Wilhelm Genazino hat seine Rezension des Buches in zwei klar voneinander getrennt Teile gegliedert: sie besteht aus der Lobpreisung der amerikanischen Lyrikerin Bishop und aus der Klage über diese Auswahl von Gedichten aus vier verschiedenen Lyrikbänden der Autorin.

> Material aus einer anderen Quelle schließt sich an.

use super::{AssetProvider, AssetReader, AssetRef};
use crate::error::{Result, SyncError};
use crate::protocol::MediaKind;
use async_trait::async_trait;
use std::path::{Path, PathBuf};
use tokio::fs;

/// A directory tree used as a media library.
///
/// Asset ids are paths relative to the root, `/`-separated.
pub struct FsAssetProvider {
    root: PathBuf,
}

impl FsAssetProvider {
    pub fn new(root: impl Into<PathBuf>) -> Self {
        Self { root: root.into() }
    }

    pub fn root(&self) -> &Path {
        &self.root
    }

    /// Describe a single file under the root, with the same id a listing
    /// would give it.
    pub async fn asset_at(&self, path: &Path) -> Result<AssetRef> {
        let root = fs::canonicalize(&self.root).await.map_err(|e| {
            SyncError::Asset(format!("cannot resolve {}: {}", self.root.display(), e))
        })?;
        let full = fs::canonicalize(path)
            .await
            .map_err(|e| SyncError::Asset(format!("cannot resolve {}: {}", path.display(), e)))?;
        let kind = media_kind(&full).ok_or_else(|| {
            SyncError::Asset(format!("not a photo or video: {}", path.display()))
        })?;
        let id = relative_id(&root, &full).ok_or_else(|| {
            SyncError::Asset(format!("{} is outside {}", path.display(), root.display()))
        })?;
        let metadata = fs::metadata(&full).await?;
        if !metadata.is_file() {
            return Err(SyncError::Asset(format!("not a file: {}", path.display())));
        }
        Ok(AssetRef {
            id,
            kind,
            size: metadata.len(),
        })
    }

    fn path_of(&self, asset: &AssetRef) -> Result<PathBuf> {
        if asset.id.split('/').any(|part| part == "..") {
            return Err(SyncError::Asset(format!("asset id escapes root: {}", asset.id)));
        }
        Ok(self.root.join(&asset.id))
    }
}

/// Kind and mime type by file extension
fn classify(path: &Path) -> Option<(MediaKind, &'static str)> {
    let ext = path.extension()?.to_str()?.to_ascii_lowercase();
    let found = match ext.as_str() {
        "jpg" | "jpeg" => (MediaKind::Photo, "image/jpeg"),
        "png" => (MediaKind::Photo, "image/png"),
        "gif" => (MediaKind::Photo, "image/gif"),
        "webp" => (MediaKind::Photo, "image/webp"),
        "heic" => (MediaKind::Photo, "image/heic"),
        "heif" => (MediaKind::Photo, "image/heif"),
        "avif" => (MediaKind::Photo, "image/avif"),
        "bmp" => (MediaKind::Photo, "image/bmp"),
        "mp4" | "m4v" => (MediaKind::Video, "video/mp4"),
        "mov" => (MediaKind::Video, "video/quicktime"),
        "3gp" => (MediaKind::Video, "video/3gpp"),
        _ => return None,
    };
    Some(found)
}

/// Media kind of a file, judged by extension
pub fn media_kind(path: &Path) -> Option<MediaKind> {
    classify(path).map(|(kind, _)| kind)
}

/// Mime type of a file, judged by extension
pub fn mime_for_path(path: &Path) -> Option<&'static str> {
    classify(path).map(|(_, mime)| mime)
}

fn relative_id(root: &Path, path: &Path) -> Option<String> {
    let rel = path.strip_prefix(root).ok()?;
    let parts: Vec<_> = rel
        .components()
        .map(|c| c.as_os_str().to_string_lossy().into_owned())
        .collect();
    Some(parts.join("/"))
}

#[async_trait]
impl AssetProvider for FsAssetProvider {
    async fn list_assets(&self, kind: MediaKind) -> Result<Vec<AssetRef>> {
        let mut assets = Vec::new();
        let mut pending = vec![self.root.clone()];

        while let Some(dir) = pending.pop() {
            let mut entries = fs::read_dir(&dir).await.map_err(|e| {
                SyncError::Asset(format!("cannot read {}: {}", dir.display(), e))
            })?;
            while let Some(entry) = entries.next_entry().await? {
                let path = entry.path();
                let file_type = entry.file_type().await?;
                if file_type.is_dir() {
                    pending.push(path);
                    continue;
                }
                if !file_type.is_file() {
                    continue;
                }
                match classify(&path) {
                    Some((k, _)) if k == kind => {}
                    _ => continue,
                }
                let Some(id) = relative_id(&self.root, &path) else {
                    continue;
                };
                let size = entry.metadata().await?.len();
                assets.push(AssetRef { id, kind, size });
            }
        }

        assets.sort_by(|a, b| a.id.cmp(&b.id));
        tracing::debug!(
            "Found {} {} assets under {}",
            assets.len(),
            kind,
            self.root.display()
        );
        Ok(assets)
    }

    async fn open(&self, asset: &AssetRef) -> Result<AssetReader> {
        let path = self.path_of(asset)?;
        let file = fs::File::open(&path)
            .await
            .map_err(|e| SyncError::Asset(format!("cannot open {}: {}", path.display(), e)))?;
        Ok(Box::new(file))
    }

    async fn mime_type(&self, asset: &AssetRef) -> Option<String> {
        mime_for_path(Path::new(&asset.id)).map(str::to_string)
    }
}
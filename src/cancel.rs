//! Cooperative cancellation.
//!
//! A `CancelToken` is a shared flag. Blocking waits poll it on a fixed interval;
//! nothing is interrupted preemptively.

use std::sync::atomic::{AtomicBool, Ordering};
use std::sync::Arc;

#[derive(Debug, Clone, Default)]
pub struct CancelToken {
    flag: Arc<AtomicBool>,
}

impl CancelToken {
    pub fn new() -> Self {
        Self::default()
    }

    pub fn cancel(&self) {
        self.flag.store(true, Ordering::SeqCst);
    }

    pub fn is_cancelled(&self) -> bool {
        self.flag.load(Ordering::SeqCst)
    }
}

#[cfg(test)]
mod tests {
    use super::*;

    #[test]
    fn test_clones_share_state() {
        let token = CancelToken::new();
        let clone = token.clone();
        assert!(!clone.is_cancelled());

        token.cancel();
        assert!(clone.is_cancelled());
    }
}
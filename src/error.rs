use std::io;
use std::time::Duration;
use thiserror::Error;

#[derive(Error, Debug)]
pub enum SyncError {
    /// Codec-level failure; the byte stream can't be resynchronized.
    #[error("Malformed frame: {0}")]
    MalformedFrame(String),

    #[error("Operation timed out after {0:?}")]
    Timeout(Duration),

    #[error("Operation cancelled")]
    Cancelled,

    #[error("Connection closed")]
    ConnectionClosed,

    /// Peer answered, but not with the expected acknowledgment.
    #[error("Rejected by server: {0}")]
    Rejected(String),

    #[error("Server unreachable at {addr}: {source}")]
    Unreachable {
        addr: String,
        #[source]
        source: io::Error,
    },

    #[error("I/O error: {0}")]
    Io(#[from] io::Error),

    #[error("JSON error: {0}")]
    Json(#[from] serde_json::Error),

    #[error("Invalid base64 payload: {0}")]
    Base64(#[from] base64::DecodeError),

    #[error("Asset error: {0}")]
    Asset(String),

    #[error("Ledger error: {0}")]
    Ledger(String),

    #[error("Configuration error: {0}")]
    Config(String),
}

impl SyncError {
    /// Whether the error leaves the connection unusable.
    ///
    /// Only a rejection keeps the connection open; every other failure means
    /// partial frame state may be on the wire.
    pub fn is_fatal(&self) -> bool {
        !matches!(self, SyncError::Rejected(_))
    }
}

pub type Result<T> = std::result::Result<T, SyncError>;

Genazino preist Bishops "wunderbar einfache" Sprache, die weder "hermetisch abgeriegelt" noch rätselhaft sei und schwärmt, die Lyrikerin verwandele ihre Beobachtungen und Gedanken, die vor allem Naturerlebnisse wiedergeben, in einen "Riesenschatz". Der vorliegende Gedichtband allerdings ist für ihn ein einziges Ärgernis, was er um so schlimmer findet, als der Band die erste deutsche Gedichtsammlung der Lyrikerin ist. Er moniert, dass die Auswahl der Gedichte weder begründet noch angegeben wird, welchem Buch sie entnommen sind. Außerdem fehlt zu seiner Entrüstung fast überall die Datierung der Gedichte. Dass dann auch die Übersetzung einige "Holprigkeiten und Entgleisungen" aufweist, enttäuscht ihn zusätzlich, und selbst das Nachwort erweckt seinen Ingrimm, denn er geißelt es als "konzeptloses Durcheinander".

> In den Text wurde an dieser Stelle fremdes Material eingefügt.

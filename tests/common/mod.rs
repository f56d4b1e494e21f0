// Scripted in-process media server for integration tests
#![allow(dead_code)]

use mediasync::config::{ClientConfig, ConnectionConfig, TransferConfig};
use mediasync::protocol::{encode, Frame, FrameBuffer, PacketType};
use std::sync::{Arc, Mutex};
use std::time::Duration;
use tokio::io::{AsyncReadExt, AsyncWriteExt};
use tokio::net::TcpListener;
use tokio::task::JoinHandle;

/// What the server does with one received frame
pub enum Reply {
    /// Answer with a frame
    Send(PacketType, Vec<u8>),
    /// Answer after a delay
    Delayed(Duration, PacketType, Vec<u8>),
    /// Stay silent
    Nothing,
    /// Drop the connection
    Close,
}

pub fn ack(text: impl Into<String>) -> Reply {
    Reply::Send(PacketType::SyncComplete, text.into().into_bytes())
}

type Script = Arc<dyn Fn(&Frame) -> Reply + Send + Sync>;

pub struct FakeServer {
    pub port: u16,
    received: Arc<Mutex<Vec<Frame>>>,
    accepted: Arc<Mutex<usize>>,
    handle: JoinHandle<()>,
}

impl FakeServer {
    /// Listen on an ephemeral localhost port, answering every frame with `script`.
    ///
    /// Accepts any number of connections, one after another.
    pub async fn start<F>(script: F) -> Self
    where
        F: Fn(&Frame) -> Reply + Send + Sync + 'static,
    {
        let listener = TcpListener::bind("127.0.0.1:0").await.unwrap();
        let port = listener.local_addr().unwrap().port();
        let received = Arc::new(Mutex::new(Vec::new()));
        let accepted = Arc::new(Mutex::new(0));
        let script: Script = Arc::new(script);

        let rec = Arc::clone(&received);
        let acc = Arc::clone(&accepted);
        let handle = tokio::spawn(async move {
            loop {
                let Ok((mut sock, _)) = listener.accept().await else {
                    return;
                };
                *acc.lock().unwrap() += 1;
                let script = Arc::clone(&script);
                let rec = Arc::clone(&rec);
                tokio::spawn(async move {
                    let mut buffer = FrameBuffer::new();
                    let mut buf = vec![0u8; 64 * 1024];
                    loop {
                        let n = match sock.read(&mut buf).await {
                            Ok(0) | Err(_) => return,
                            Ok(n) => n,
                        };
                        buffer.push(&buf[..n]);
                        while let Ok(Some(frame)) = buffer.next_frame() {
                            let reply = script(&frame);
                            rec.lock().unwrap().push(frame);
                            match reply {
                                Reply::Send(t, payload) => {
                                    if sock.write_all(&encode(t, &payload)).await.is_err() {
                                        return;
                                    }
                                }
                                Reply::Delayed(delay, t, payload) => {
                                    tokio::time::sleep(delay).await;
                                    if sock.write_all(&encode(t, &payload)).await.is_err() {
                                        return;
                                    }
                                }
                                Reply::Nothing => {}
                                Reply::Close => return,
                            }
                        }
                    }
                });
            }
        });

        Self {
            port,
            received,
            accepted,
            handle,
        }
    }

    pub fn received(&self) -> Vec<Frame> {
        self.received.lock().unwrap().clone()
    }

    pub fn accepted(&self) -> usize {
        *self.accepted.lock().unwrap()
    }

    /// Wait until at least `n` frames have arrived.
    pub async fn wait_for_frames(&self, n: usize) -> Vec<Frame> {
        for _ in 0..200 {
            let frames = self.received();
            if frames.len() >= n {
                return frames;
            }
            tokio::time::sleep(Duration::from_millis(10)).await;
        }
        panic!("expected {} frames, got {}", n, self.received().len());
    }
}

impl Drop for FakeServer {
    fn drop(&mut self) {
        self.handle.abort();
    }
}

/// Config with short pauses so tests don't wait on pacing
pub fn fast_config(port: u16) -> ClientConfig {
    ClientConfig {
        device_name: "test-device".to_string(),
        server_port: port,
        ledger_path: None,
        connection: ConnectionConfig {
            drain_pause_ms: 0,
            drain_pause_full_ms: 0,
            backpressure_poll_ms: 5,
            reconnect_cooldown_ms: 10,
            force_reconnect_cooldown_ms: 10,
            ..Default::default()
        },
        transfer: TransferConfig {
            poll_interval_ms: 20,
            piece_pause_ms: 1,
            ..Default::default()
        },
        discovery: Default::default(),
    }
}

/// JSON body of a frame
pub fn json(frame: &Frame) -> serde_json::Value {
    serde_json::from_slice(&frame.payload).unwrap()
}
use crate::registry::{DownloadGauges, LabelTuple, Rollup};
use pixelbuilds_core::{Release, ReleaseNaming, Source, SourceFetch};
use serde::{Deserialize, Serialize};
use tracing::trace;

/// Releases fetched for one device, one entry per backend.
#[derive(Debug, Clone)]
pub struct DeviceReleases {
    pub codename: String,
    pub fetches: Vec<(Source, SourceFetch)>,
}

impl DeviceReleases {
    pub fn new(codename: impl Into<String>) -> Self {
        Self {
            codename: codename.into(),
            fetches: Vec::new(),
        }
    }

    pub fn with_fetch(mut self, source: Source, fetch: SourceFetch) -> Self {
        self.fetches.push((source, fetch));
        self
    }
}

#[derive(Debug, Clone, Default, PartialEq, Eq, Serialize, Deserialize)]
pub struct AggregateSummary {
    pub assets_counted: usize,
    pub assets_skipped: usize,
    pub downloads: u64,
}

impl AggregateSummary {
    pub fn merge(&mut self, other: &AggregateSummary) {
        self.assets_counted += other.assets_counted;
        self.assets_skipped += other.assets_skipped;
        self.downloads += other.downloads;
    }
}

/// Folds release lists into the gauge registry.
///
/// Rollups are running sums across the cycle; per-release series are
/// overwritten with the latest matching asset's count.
pub struct Aggregator<'a> {
    gauges: &'a DownloadGauges,
    naming: &'a ReleaseNaming,
}

impl<'a> Aggregator<'a> {
    pub fn new(gauges: &'a DownloadGauges, naming: &'a ReleaseNaming) -> Self {
        Self { gauges, naming }
    }

    pub fn aggregate_device(&self, device: &DeviceReleases) -> AggregateSummary {
        let mut summary = AggregateSummary::default();

        for (source, fetch) in &device.fetches {
            let source_summary = self.aggregate_source(&device.codename, *source, fetch.releases());
            summary.merge(&source_summary);
        }

        summary
    }

    pub fn aggregate_source(
        &self,
        codename: &str,
        source: Source,
        releases: &[Release],
    ) -> AggregateSummary {
        let mut summary = AggregateSummary::default();

        for release in releases {
            for asset in &release.assets {
                if !self.naming.is_eligible(&asset.name) {
                    trace!("Skipping asset {} of {}", asset.name, release.name);
                    summary.assets_skipped += 1;
                    continue;
                }

                self.gauges.increment(Rollup::Total, asset.download_count);
                self.gauges
                    .increment(Rollup::Source(source), asset.download_count);

                let release_label = self.naming.release_label(&release.name, codename);
                self.gauges.set(
                    &LabelTuple::new(release_label, codename, source),
                    asset.download_count,
                );

                summary.assets_counted += 1;
                summary.downloads += asset.download_count;
            }
        }

        summary
    }
}
use serde::{Deserialize, Serialize};
use std::fmt;

/// Release backend a set of releases was fetched from.
#[derive(Debug, Clone, Copy, Serialize, Deserialize, PartialEq, Eq, Hash)]
#[serde(rename_all = "lowercase")]
pub enum Source {
    /// GitHub releases API
    Github,

    /// Self-hosted Gitea releases API
    Gitea,
}

impl Source {
    pub const ALL: [Source; 2] = [Source::Github, Source::Gitea];

    /// Value used for the `source` label.
    pub fn label(&self) -> &'static str {
        match self {
            Source::Github => "github",
            Source::Gitea => "gitea",
        }
    }
}

impl fmt::Display for Source {
    fn fmt(&self, f: &mut fmt::Formatter<'_>) -> fmt::Result {
        f.write_str(self.label())
    }
}

/// One entry of the device manifest. Only the codename is kept.
#[derive(Debug, Clone, Serialize, Deserialize, PartialEq, Eq, Hash)]
pub struct Device {
    pub codename: String,
}

impl Device {
    pub fn new(codename: impl Into<String>) -> Self {
        Self {
            codename: codename.into(),
        }
    }
}

#[derive(Debug, Clone, Serialize, Deserialize, PartialEq, Eq)]
pub struct Release {
    pub name: String,
    pub assets: Vec<Asset>,
}

impl Release {
    pub fn new(name: impl Into<String>, assets: Vec<Asset>) -> Self {
        Self {
            name: name.into(),
            assets,
        }
    }
}

#[derive(Debug, Clone, Serialize, Deserialize, PartialEq, Eq)]
pub struct Asset {
    pub name: String,
    pub download_count: u64,
}

impl Asset {
    pub fn new(name: impl Into<String>, download_count: u64) -> Self {
        Self {
            name: name.into(),
            download_count,
        }
    }
}

#[cfg(test)]
mod tests {
    use super::*;

    #[test]
    fn test_source_labels() {
        assert_eq!(Source::Github.label(), "github");
        assert_eq!(Source::Gitea.to_string(), "gitea");
        assert_eq!(
            serde_json::to_string(&Source::Gitea).unwrap(),
            "\"gitea\""
        );
    }

    #[test]
    fn test_release_ignores_unknown_fields() {
        let json = r#"{
            "id": 7,
            "name": "PixelBuilds_angler-2024.01-release",
            "tag_name": "2024.01",
            "assets": [
                {"id": 1, "name": "PixelBuilds_angler-2024.01.zip", "download_count": 42, "size": 1024}
            ]
        }"#;

        let release: Release = serde_json::from_str(json).unwrap();
        assert_eq!(release.name, "PixelBuilds_angler-2024.01-release");
        assert_eq!(release.assets, vec![Asset::new("PixelBuilds_angler-2024.01.zip", 42)]);
    }

    #[test]
    fn test_release_missing_field_is_rejected() {
        let json = r#"{"name": "PixelBuilds_angler-2024.01-release", "assets": [{"name": "x.zip"}]}"#;
        assert!(serde_json::from_str::<Release>(json).is_err());

        let json = r#"{"assets": []}"#;
        assert!(serde_json::from_str::<Release>(json).is_err());
    }

    #[test]
    fn test_device_record() {
        let json = r#"[{"codename": "angler", "name": "Nexus 6P"}, {"codename": "bluejay"}]"#;
        let devices: Vec<Device> = serde_json::from_str(json).unwrap();
        assert_eq!(devices, vec![Device::new("angler"), Device::new("bluejay")]);
    }
}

© Perlentaucher Medien GmbH

Süddeutsche Zeitung - Rezension
Süddeutsche Zeitung | Besprechung von 14.03.2019

Der Insekten-Gladiator und die empfindsamen Automobile
Gedankenverloren, besessen und voller Klarheit: Ein Auswahlband mit Neuübersetzungen der großen amerikanischen Dichterin Elizabeth Bishop
Als die junge Elizabeth Bishop 1934 ihre Dichterkollegin Marianne Moore kennenlernte, entdeckten beide schnell ihre gemeinsame Leidenschaft für den Zirkus. Der erste Besuch führte sie in den berühmten Ringling Bros. and Barnum & Bailey Circus. Moore hatte eine Tüte mit altem Schwarzbrot dabei – „für die Elefanten“, wie sie sagte. Doch hinter der vermeintlich selbstlosen Geste stand ein handfestes Interesse. Ihr Bruder hatte ihr einst einen Armreif aus Elefantenhaar geschenkt, dem nun eine Strähne fehlte. Zur „Reparatur“ benötigte sie ein paar Haare vom Kopf eines Babyelefanten. Bishops Aufgabe an diesem Tag bestand darin, die erwachsenen Elefanten und die Wärter mit der Fütterungsaktion abzulenken, damit Moore die Haare vom Babykopf abschnippeln konnte. Die großen Elefanten verursachten einen gewaltigen Lärm – doch am Ende hatte Moore, was sie wollte: „Sie öffnete ihre Tasche und zeigte mir drei oder vier derbe, graue Haare in einem Kleenextuch.“
Etwas vermeintlich Natürliches in etwas Gemachtes zu verwandeln, die Momente so zu verschmelzen, dass sich das eine vom anderen gar nicht mehr trennen lässt, darin bestand die Kunst der beiden Dichterinnen. Nicht ohne Grund gehören Marianne Moore und Elizabeth Bishop zu den großen Stimmen der amerikanischen Lyrik des letzten Jahrhunderts. Dabei hatte Bishop, die 1911 in Massachusetts geboren wurde, zu ihrer gut 20 Jahre älteren Freundin bei aller Bewunderung durchaus den nötigen Abstand, um sich der Unterschiede bewusst zu sein. Ein leichter Hang zum Abstrakten fiel ihr an den Gedichten der Freundin immer wieder auf, mitunter auch eine gewisse Schrulligkeit. Was beide Dichterinnen aber eint, ist die Lust, Wahrnehmungsszenen durch die Windungen der Einbildungskraft zu jagen, „imaginäre Gärten mit wirklichen Kröten“ zu erschaffen, wie Moore es einmal nannte.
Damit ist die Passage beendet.